China to Increase Fiscal Deficit in 2025

China to Increase Fiscal Deficit and Special Bonds in 2025

China Announces Fiscal Policy Boost for 2025 to Fuel Economic Growth

China’s government has unveiled plans to increase its fiscal deficit and expand the use of special bonds in 2025, aiming to stimulate economic growth and recovery. Officials shared these updates during press briefings on Friday focused on the country’s high-quality economic development.

Boosting Local Development

Lin Zechang, director general of the Comprehensive Department of the Ministry of Finance, announced that within the new quota of special bonds for 2025, local governments will have more flexibility in land use arrangements. This includes two key projects: reserving land and purchasing existing commercial housing to convert into affordable housing.

“These policy measures are designed to gradually unfold throughout 2025, supporting local economies and addressing housing needs,” Lin said.

Significant Increase in Fiscal Deficit

Liao Min, vice minister of finance, confirmed that China’s fiscal deficit will rise significantly in 2025. “In line with our growing GDP, total fiscal expenditure will increase,” Liao stated. “We are intensifying countercyclical measures to support the economy’s ongoing recovery.”

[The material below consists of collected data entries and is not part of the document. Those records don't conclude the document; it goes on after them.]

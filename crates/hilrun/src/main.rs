use std::path::PathBuf;
use std::process;
use std::time::Duration;

use clap::{Args, Parser, Subcommand, ValueEnum};
use hilrun_core::backend::{run, Backend, JlinkBackend, QemuBackend, ReplayBackend};
use hilrun_core::config::{
    default_gdb, default_jlink_server, HarnessConfig, JlinkOptions, QemuOptions, SymbolizerKind, ToolPaths,
    DEFAULT_ADDR2LINE, DEFAULT_QEMU,
};
use hilrun_core::symbols::create_resolver;
use hilrun_core::{HarnessResult, RunOutcome, Verdict};
use hilrun_utils::{error, info, init_logging, init_logging_with_level, LogFormat, LogLevel};

/// Run firmware tests on a J-Link probe or in QEMU and report a verdict.
#[derive(Parser, Debug)]
#[command(name = "hilrun")]
#[command(version)]
#[command(about = "Hardware-in-the-loop firmware test runner", long_about = None)]
struct Cli
{
    #[command(subcommand)]
    command: Commands,

    /// Log level for diagnostics on stderr (overrides RUST_LOG)
    #[arg(long, global = true)]
    log_level: Option<LogLevel>,

    /// Path to the addr2line executable
    #[arg(long, global = true, env = "HILRUN_ADDR2LINE", default_value = DEFAULT_ADDR2LINE)]
    addr2line: PathBuf,

    /// How fault addresses are symbolized
    #[arg(long, global = true, value_enum, default_value_t = Symbolizer::Tool)]
    symbolizer: Symbolizer,

    /// Kill the backend and report TIMEOUT after this many seconds
    #[arg(long, global = true, value_name = "SECONDS")]
    timeout: Option<u64>,
}

#[derive(Subcommand, Debug)]
enum Commands
{
    /// Flash and run on hardware through a J-Link GDB server
    Jlink(JlinkArgs),
    /// Run in the QEMU ARM system emulator
    Qemu(QemuArgs),
    /// Interpret a captured backend log ("-" for stdin)
    Replay
    {
        /// Captured log file
        log: PathBuf,
        /// Firmware image used to symbolize fault addresses
        #[arg(long)]
        image: PathBuf,
    },
}

#[derive(Args, Debug)]
struct JlinkArgs
{
    /// Firmware image (ELF)
    executable: PathBuf,
    /// Target device name, see the J-Link device list
    #[arg(long)]
    device: String,
    /// Probe selection
    #[arg(long, default_value = "USB")]
    select: String,
    /// Debug interface, SWD or JTAG
    #[arg(long, default_value = "SWD")]
    iface: String,
    /// Interface speed in kHz or auto
    #[arg(long, default_value = "auto")]
    speed: String,
    /// GDB server port
    #[arg(long, default_value_t = 3333)]
    port: u16,
    /// Extra GDB script run by the client
    #[arg(long)]
    gdbinit: Option<PathBuf>,
    /// Path to the J-Link GDB server
    #[arg(long, env = "HILRUN_JLINK_SERVER", default_value = default_jlink_server())]
    jlink_server: PathBuf,
    /// Path to the GDB client
    #[arg(long, env = "HILRUN_GDB", default_value = default_gdb())]
    gdb: PathBuf,
    /// Seconds to wait for the GDB server to accept connections
    #[arg(long, value_name = "SECONDS", default_value_t = 5)]
    readiness_timeout: u64,
}

#[derive(Args, Debug)]
struct QemuArgs
{
    /// Firmware image (ELF)
    executable: PathBuf,
    /// Path to the emulator
    #[arg(long, env = "HILRUN_QEMU", default_value = DEFAULT_QEMU)]
    qemu: PathBuf,
    /// CPU model
    #[arg(long, default_value = "cortex-m4")]
    cpu: String,
    /// Machine model
    #[arg(short = 'M', long, default_value = "netduinoplus2")]
    machine: String,
}

#[derive(ValueEnum, Clone, Copy, Debug)]
enum Symbolizer
{
    /// Run the addr2line executable
    Tool,
    /// Read DWARF from the image in-process
    Builtin,
}

impl From<Symbolizer> for SymbolizerKind
{
    fn from(value: Symbolizer) -> Self
    {
        match value {
            Symbolizer::Tool => SymbolizerKind::Tool,
            Symbolizer::Builtin => SymbolizerKind::Builtin,
        }
    }
}

fn main()
{
    let cli = Cli::parse();

    // Stdout carries the transcript, so diagnostics default to warnings only
    let logging = match cli.log_level {
        Some(level) => init_logging_with_level(level, LogFormat::from_env()),
        None => init_logging(LogLevel::Warn),
    };
    if let Err(e) = logging {
        eprintln!("Failed to initialize logging: {}", e);
        process::exit(Verdict::Error.exit_code());
    }

    let code = match run_command(cli) {
        Ok(outcome) => {
            info!(verdict = %outcome.verdict, lines = outcome.lines_read, "run finished");
            outcome.verdict.exit_code()
        }
        Err(e) => {
            error!(error = %e, "run aborted");
            eprintln!("Error: {}", e);
            print_failure();
            e.verdict().exit_code()
        }
    };
    process::exit(code);
}

fn run_command(cli: Cli) -> HarnessResult<RunOutcome>
{
    let mut tools = ToolPaths {
        addr2line: cli.addr2line,
        ..ToolPaths::default()
    };
    let run_timeout = cli.timeout.map(Duration::from_secs);

    let (image, readiness, backend): (PathBuf, Option<u64>, Box<dyn Backend>) = match cli.command {
        Commands::Jlink(args) => {
            tools.jlink_server = args.jlink_server;
            tools.gdb = args.gdb;
            let options = JlinkOptions {
                select: args.select,
                device: args.device,
                interface: args.iface,
                speed: args.speed,
                port: args.port,
                gdbinit: args.gdbinit,
            };
            (
                args.executable,
                Some(args.readiness_timeout),
                Box::new(JlinkBackend::new(options)) as Box<dyn Backend>,
            )
        }
        Commands::Qemu(args) => {
            tools.qemu = args.qemu;
            let options = QemuOptions {
                cpu: args.cpu,
                machine: args.machine,
            };
            (args.executable, None, Box::new(QemuBackend::new(options)) as Box<dyn Backend>)
        }
        Commands::Replay { log, image } => (image, None, Box::new(ReplayBackend::new(log)) as Box<dyn Backend>),
    };

    let mut builder = HarnessConfig::builder(image)
        .tools(tools)
        .symbolizer(cli.symbolizer.into())
        .run_timeout(run_timeout);
    if let Some(seconds) = readiness {
        builder = builder.readiness_timeout(Duration::from_secs(seconds));
    }
    let config = builder.build()?;

    let resolver = create_resolver(&config);
    let mut stdout = std::io::stdout().lock();
    let outcome = run(&config, backend.as_ref(), resolver, &mut stdout)?;
    drop(stdout);

    if outcome.verdict == Verdict::Timeout {
        print_failure();
    }
    Ok(outcome)
}

/// Summary in Unity's format so CI log parsers still see a failed run.
fn print_failure()
{
    println!("-----------------------");
    println!("0 Tests 0 Failures 0 Ignored");
    println!("FAIL");
}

He emphasized that the fiscal policy for 2025 is proactive and focused on strengthening these adjustments while ensuring medium and long-term fiscal sustainability. “We will maintain a prudent approach,” Liao added.

Looking Ahead

Liao noted that specific policy measures will be launched after completing the necessary statutory procedures. The government aims to support economic growth while ensuring fiscal health, balancing immediate needs with future considerations.